His second day, he was helping an inebriated friend home from a bar, when he heard that the Shield was in port. It had taken a shell and was in for repairs. He and his Chicago buddy wandered down to the shipyard, where they found thousands of sailors milling about. A couple of staggering sailors walked by; Doug’s friend asked about the Squires, and the drunk sailor pointed off into the distance. Doug enquired if he knew Ben. Indeed, the sailors were buddies, and shortly thereafter the brothers ran into each other. They were given a special leave and spent the day together, shopping and visiting. As it turned out, they compared notes and realized that Ben’s destroyer had supplied covering fire for Doug and his troops. (Doug)

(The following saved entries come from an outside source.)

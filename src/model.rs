//! Trained model representations
//!
//! A candidate is one fit for a (task, cell, grid point) triple together
//! with its validation diagnostics. The selector promotes one candidate
//! per (task, cell) to a selected model. Fits store global row indices
//! into the session's training matrix rather than copies of the rows.

use std::sync::Arc;

use crate::core::DataMatrix;
use crate::kernel::{Kernel, KernelKind};

/// The support-vector expansion of one fit.
#[derive(Debug, Clone)]
pub struct Fit {
    kernel_kind: KernelKind,
    gamma: f64,
    /// Global training-row indices with nonzero coefficients.
    support_rows: Vec<usize>,
    coefficients: Vec<f64>,
}

impl Fit {
    pub fn new(
        kernel_kind: KernelKind,
        gamma: f64,
        support_rows: Vec<usize>,
        coefficients: Vec<f64>,
    ) -> Self {
        debug_assert_eq!(support_rows.len(), coefficients.len());
        Self {
            kernel_kind,
            gamma,
            support_rows,
            coefficients,
        }
    }

    /// Instantiate the kernel this fit was trained under.
    pub fn kernel(&self) -> Arc<dyn Kernel> {
        self.kernel_kind.build(self.gamma)
    }

    pub fn support_rows(&self) -> &[usize] {
        &self.support_rows
    }

    pub fn n_support_vectors(&self) -> usize {
        self.support_rows.len()
    }

    /// Decision value at a point, evaluating the kernel against the
    /// training matrix the fit was built from.
    pub fn decision(&self, train: &DataMatrix, kernel: &dyn Kernel, x: &[f64]) -> f64 {
        self.support_rows
            .iter()
            .zip(self.coefficients.iter())
            .map(|(&row, &beta)| beta * kernel.compute(train.row(row), x))
            .sum()
    }
}

/// One trained candidate with its diagnostics.
#[derive(Debug, Clone)]
pub struct CandidateModel {
    /// Flat index of the grid point, the selector's tie-break order.
    pub grid_index: usize,
    pub gamma_index: usize,
    pub lambda_index: usize,
    pub gamma: f64,
    pub lambda: f64,
    /// `None` when the solver failed for this candidate; the failure is
    /// recorded in the diagnostics row instead of aborting the pass.
    pub fit: Option<Fit>,
    /// Mean validation loss; infinite for failed candidates so they never
    /// win selection.
    pub val_error: f64,
    /// Validation error on positive-class rows (classification tasks).
    pub val_pos_error: f64,
    /// Validation error on negative-class rows (classification tasks).
    pub val_neg_error: f64,
    pub sweeps: usize,
    pub converged: bool,
    pub objective: f64,
}

impl CandidateModel {
    /// Placeholder for a candidate whose solver run failed.
    pub fn failed(grid_index: usize, gamma_index: usize, lambda_index: usize, gamma: f64, lambda: f64) -> Self {
        Self {
            grid_index,
            gamma_index,
            lambda_index,
            gamma,
            lambda,
            fit: None,
            val_error: f64::INFINITY,
            val_pos_error: f64::INFINITY,
            val_neg_error: f64::INFINITY,
            sweeps: 0,
            converged: false,
            objective: f64::NAN,
        }
    }

    pub fn is_failed(&self) -> bool {
        self.fit.is_none()
    }

    pub fn n_support_vectors(&self) -> usize {
        self.fit.as_ref().map_or(0, Fit::n_support_vectors)
    }
}

/// The per-cell winner of a select pass.
#[derive(Debug, Clone)]
pub struct SelectedModel {
    /// Index of the trained task the winner came from.
    pub task: usize,
    pub cell: usize,
    pub grid_index: usize,
    pub gamma: f64,
    pub lambda: f64,
    pub val_error: f64,
    pub fit: Fit,
}

#[cfg(test)]
mod tests {
    use super::*;
    use approx::assert_relative_eq;

    #[test]
    fn test_decision_uses_support_rows() {
        let train = DataMatrix::new(
            vec![0.0, 1.0, 2.0, 3.0],
            4,
            1,
            vec![0.0; 4],
        )
        .unwrap();
        let fit = Fit::new(KernelKind::Linear, 1.0, vec![1, 3], vec![2.0, -1.0]);
        let kernel = fit.kernel();
        // f(x) = 2 * (1 * x) - 1 * (3 * x) = -x
        assert_relative_eq!(fit.decision(&train, kernel.as_ref(), &[5.0]), -5.0);
        assert_eq!(fit.n_support_vectors(), 2);
    }

    #[test]
    fn test_failed_candidate_never_wins() {
        let failed = CandidateModel::failed(3, 0, 3, 1.0, 0.1);
        assert!(failed.is_failed());
        assert!(failed.val_error.is_infinite());
        assert_eq!(failed.n_support_vectors(), 0);
    }
}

After Ben’s stint in the Navy, he reenlisted in the Air Force. He took part of his training at Biloxi, Miss. where he met and married Yvonne Deselle, May 15, 1955. In 1970, they adopted a baby boy, born January 31, 1970 and named him Marcus Benton. He was the apple of their eye until, lo and behold, along came some competition. They became the surprised parents of a baby girl, Danielle Lea, born February 13, 1974. Ben and Yvonne were stationed in Okinawa where the rainy, damp weather wreaked havoc with Yvonne’s rheumatism. She underwent several painful operations which helped temporarily but eventually she became quite crippled. When Ben’s 20 year stint was over, they moved to Glendale, AZ to be near a hospital that specialized in gold treatments which gave Yvonne some relief.
While in the service, Ben received his high school and college diplomas and also received a teaching degree. When they settled in Arizona, he started working for Motorola where he designed many of the new pieces of equipment and worked there until his battle with leukemia got the best of him.
Yvonne had a massive heart attack on July 29, 1988 so Ben became both father and mother to his teenagers. One of his most wonderful gifts was the arrival of his grandson, Jared Bennett, on July 8, 1989. Ben adored this little boy and I know that Jared made Ben’s painful days a lot brighter. After a valiant fight, Ben passed away July 11, 1996. He is sadly missed by all.